== Segment start ==
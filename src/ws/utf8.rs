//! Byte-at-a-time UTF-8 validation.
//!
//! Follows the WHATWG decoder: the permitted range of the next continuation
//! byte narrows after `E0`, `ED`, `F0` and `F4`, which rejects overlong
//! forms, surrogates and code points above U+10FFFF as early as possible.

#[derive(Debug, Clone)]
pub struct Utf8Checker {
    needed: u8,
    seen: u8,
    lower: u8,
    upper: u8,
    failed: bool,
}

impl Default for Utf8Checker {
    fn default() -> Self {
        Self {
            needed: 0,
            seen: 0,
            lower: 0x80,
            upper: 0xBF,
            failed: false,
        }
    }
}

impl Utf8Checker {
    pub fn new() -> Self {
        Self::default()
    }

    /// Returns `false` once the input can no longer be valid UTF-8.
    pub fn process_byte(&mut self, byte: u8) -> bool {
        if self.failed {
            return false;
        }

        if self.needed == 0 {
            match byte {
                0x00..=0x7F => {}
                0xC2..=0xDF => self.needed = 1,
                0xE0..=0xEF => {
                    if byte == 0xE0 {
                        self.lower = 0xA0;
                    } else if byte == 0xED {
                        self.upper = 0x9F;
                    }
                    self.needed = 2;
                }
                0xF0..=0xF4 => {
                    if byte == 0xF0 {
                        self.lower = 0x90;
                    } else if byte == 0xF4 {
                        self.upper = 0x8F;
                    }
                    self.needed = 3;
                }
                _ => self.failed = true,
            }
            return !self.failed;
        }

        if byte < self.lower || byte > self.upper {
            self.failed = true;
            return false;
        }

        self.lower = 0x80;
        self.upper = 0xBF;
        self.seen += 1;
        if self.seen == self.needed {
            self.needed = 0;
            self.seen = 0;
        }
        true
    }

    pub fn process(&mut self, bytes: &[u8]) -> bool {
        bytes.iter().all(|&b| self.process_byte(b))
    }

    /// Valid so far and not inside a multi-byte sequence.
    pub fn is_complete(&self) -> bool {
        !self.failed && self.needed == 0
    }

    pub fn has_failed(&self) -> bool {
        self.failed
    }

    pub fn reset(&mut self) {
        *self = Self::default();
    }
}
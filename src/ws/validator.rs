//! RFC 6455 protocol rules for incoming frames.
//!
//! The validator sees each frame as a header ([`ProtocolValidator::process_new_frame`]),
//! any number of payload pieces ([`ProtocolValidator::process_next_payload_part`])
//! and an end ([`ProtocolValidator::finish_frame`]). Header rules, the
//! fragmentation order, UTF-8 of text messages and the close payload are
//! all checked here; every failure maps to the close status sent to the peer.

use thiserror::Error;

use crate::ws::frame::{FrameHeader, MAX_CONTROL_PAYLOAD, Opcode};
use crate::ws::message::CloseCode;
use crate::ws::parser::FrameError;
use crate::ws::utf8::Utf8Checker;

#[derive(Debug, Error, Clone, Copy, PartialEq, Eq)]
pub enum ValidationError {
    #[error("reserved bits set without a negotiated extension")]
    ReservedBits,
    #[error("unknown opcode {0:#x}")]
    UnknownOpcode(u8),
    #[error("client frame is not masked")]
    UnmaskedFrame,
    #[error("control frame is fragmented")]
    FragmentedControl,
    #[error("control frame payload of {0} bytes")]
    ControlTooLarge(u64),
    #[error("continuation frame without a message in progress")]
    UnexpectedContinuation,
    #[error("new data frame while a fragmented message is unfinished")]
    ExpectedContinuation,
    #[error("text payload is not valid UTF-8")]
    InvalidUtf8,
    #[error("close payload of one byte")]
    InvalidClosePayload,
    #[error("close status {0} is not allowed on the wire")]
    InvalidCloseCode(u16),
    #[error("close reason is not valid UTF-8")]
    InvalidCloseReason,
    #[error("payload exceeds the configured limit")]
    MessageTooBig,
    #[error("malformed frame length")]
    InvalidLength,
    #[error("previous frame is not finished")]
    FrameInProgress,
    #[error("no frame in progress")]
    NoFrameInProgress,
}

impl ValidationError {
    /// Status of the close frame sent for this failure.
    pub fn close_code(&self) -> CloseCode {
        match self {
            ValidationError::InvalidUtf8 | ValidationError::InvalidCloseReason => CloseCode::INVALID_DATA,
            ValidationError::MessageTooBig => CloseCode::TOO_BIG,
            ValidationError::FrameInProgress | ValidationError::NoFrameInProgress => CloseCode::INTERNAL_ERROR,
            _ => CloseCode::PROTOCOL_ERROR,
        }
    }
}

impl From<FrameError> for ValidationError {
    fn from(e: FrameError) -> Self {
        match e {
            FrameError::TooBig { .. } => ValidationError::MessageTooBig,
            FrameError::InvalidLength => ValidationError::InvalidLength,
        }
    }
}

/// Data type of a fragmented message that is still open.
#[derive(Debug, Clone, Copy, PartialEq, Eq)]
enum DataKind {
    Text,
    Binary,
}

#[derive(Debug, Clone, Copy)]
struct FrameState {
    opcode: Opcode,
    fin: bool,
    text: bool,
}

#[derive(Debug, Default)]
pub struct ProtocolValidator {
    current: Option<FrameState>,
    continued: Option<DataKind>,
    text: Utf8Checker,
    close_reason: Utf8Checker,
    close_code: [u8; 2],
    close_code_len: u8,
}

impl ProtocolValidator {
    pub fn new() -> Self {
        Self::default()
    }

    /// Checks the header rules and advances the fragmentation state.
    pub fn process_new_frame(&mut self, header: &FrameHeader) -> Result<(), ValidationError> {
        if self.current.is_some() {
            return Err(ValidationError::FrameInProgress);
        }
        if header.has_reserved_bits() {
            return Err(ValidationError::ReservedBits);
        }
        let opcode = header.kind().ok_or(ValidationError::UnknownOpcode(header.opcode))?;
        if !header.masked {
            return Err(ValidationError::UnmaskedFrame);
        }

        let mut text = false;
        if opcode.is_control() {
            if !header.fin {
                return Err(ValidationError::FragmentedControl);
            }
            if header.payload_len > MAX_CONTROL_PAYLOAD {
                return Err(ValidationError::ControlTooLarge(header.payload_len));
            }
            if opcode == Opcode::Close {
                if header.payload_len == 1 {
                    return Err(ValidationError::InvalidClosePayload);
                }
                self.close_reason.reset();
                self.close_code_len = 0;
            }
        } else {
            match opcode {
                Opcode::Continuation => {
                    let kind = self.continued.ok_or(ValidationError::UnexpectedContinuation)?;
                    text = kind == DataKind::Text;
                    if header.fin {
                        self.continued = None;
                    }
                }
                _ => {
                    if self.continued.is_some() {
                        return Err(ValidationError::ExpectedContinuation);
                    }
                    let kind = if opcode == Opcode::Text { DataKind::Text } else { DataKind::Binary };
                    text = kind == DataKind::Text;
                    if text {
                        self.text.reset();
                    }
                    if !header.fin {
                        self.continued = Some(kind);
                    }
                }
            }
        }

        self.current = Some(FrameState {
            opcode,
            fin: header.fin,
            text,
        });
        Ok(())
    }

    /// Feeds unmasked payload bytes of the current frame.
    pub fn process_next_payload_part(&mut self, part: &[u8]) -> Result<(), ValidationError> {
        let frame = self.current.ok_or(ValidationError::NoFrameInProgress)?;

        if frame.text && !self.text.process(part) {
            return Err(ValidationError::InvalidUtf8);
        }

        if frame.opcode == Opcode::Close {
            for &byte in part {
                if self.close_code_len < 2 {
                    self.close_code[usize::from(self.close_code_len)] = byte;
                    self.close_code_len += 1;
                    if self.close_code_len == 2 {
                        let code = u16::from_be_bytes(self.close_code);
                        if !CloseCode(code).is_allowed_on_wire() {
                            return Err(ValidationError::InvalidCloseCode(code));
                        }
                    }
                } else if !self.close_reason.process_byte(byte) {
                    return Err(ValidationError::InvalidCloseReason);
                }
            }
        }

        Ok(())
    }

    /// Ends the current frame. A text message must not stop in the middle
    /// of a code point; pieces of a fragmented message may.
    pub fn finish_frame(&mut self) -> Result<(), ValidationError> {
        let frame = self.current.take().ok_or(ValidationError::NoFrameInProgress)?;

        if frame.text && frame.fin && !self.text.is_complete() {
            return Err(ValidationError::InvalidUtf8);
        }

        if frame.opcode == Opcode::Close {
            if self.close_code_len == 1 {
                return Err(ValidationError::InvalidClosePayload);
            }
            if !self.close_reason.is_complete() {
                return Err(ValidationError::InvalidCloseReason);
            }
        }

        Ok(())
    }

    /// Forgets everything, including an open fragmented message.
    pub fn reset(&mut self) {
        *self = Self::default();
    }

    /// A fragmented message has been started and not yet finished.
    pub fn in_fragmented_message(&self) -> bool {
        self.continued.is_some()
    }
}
== Segment end ==
_Problem statement_:
Using the entries shown above, reproduce verbatim the lines from the line bearing "self.continued = None;" to the line bearing "if self.close_code_len == 2", inclusive.

_Output_:
                        self.continued = None;
                    }
                }
                _ => {
                    if self.continued.is_some() {
                        return Err(ValidationError::ExpectedContinuation);
                    }
                    let kind = if opcode == Opcode::Text { DataKind::Text } else { DataKind::Binary };
                    text = kind == DataKind::Text;
                    if text {
                        self.text.reset();
                    }
                    if !header.fin {
                        self.continued = Some(kind);
                    }
                }
            }
        }

        self.current = Some(FrameState {
            opcode,
            fin: header.fin,
            text,
        });
        Ok(())
    }

    /// Feeds unmasked payload bytes of the current frame.
    pub fn process_next_payload_part(&mut self, part: &[u8]) -> Result<(), ValidationError> {
        let frame = self.current.ok_or(ValidationError::NoFrameInProgress)?;

        if frame.text && !self.text.process(part) {
            return Err(ValidationError::InvalidUtf8);
        }

        if frame.opcode == Opcode::Close {
            for &byte in part {
                if self.close_code_len < 2 {
                    self.close_code[usize::from(self.close_code_len)] = byte;
                    self.close_code_len += 1;
                    if self.close_code_len == 2 {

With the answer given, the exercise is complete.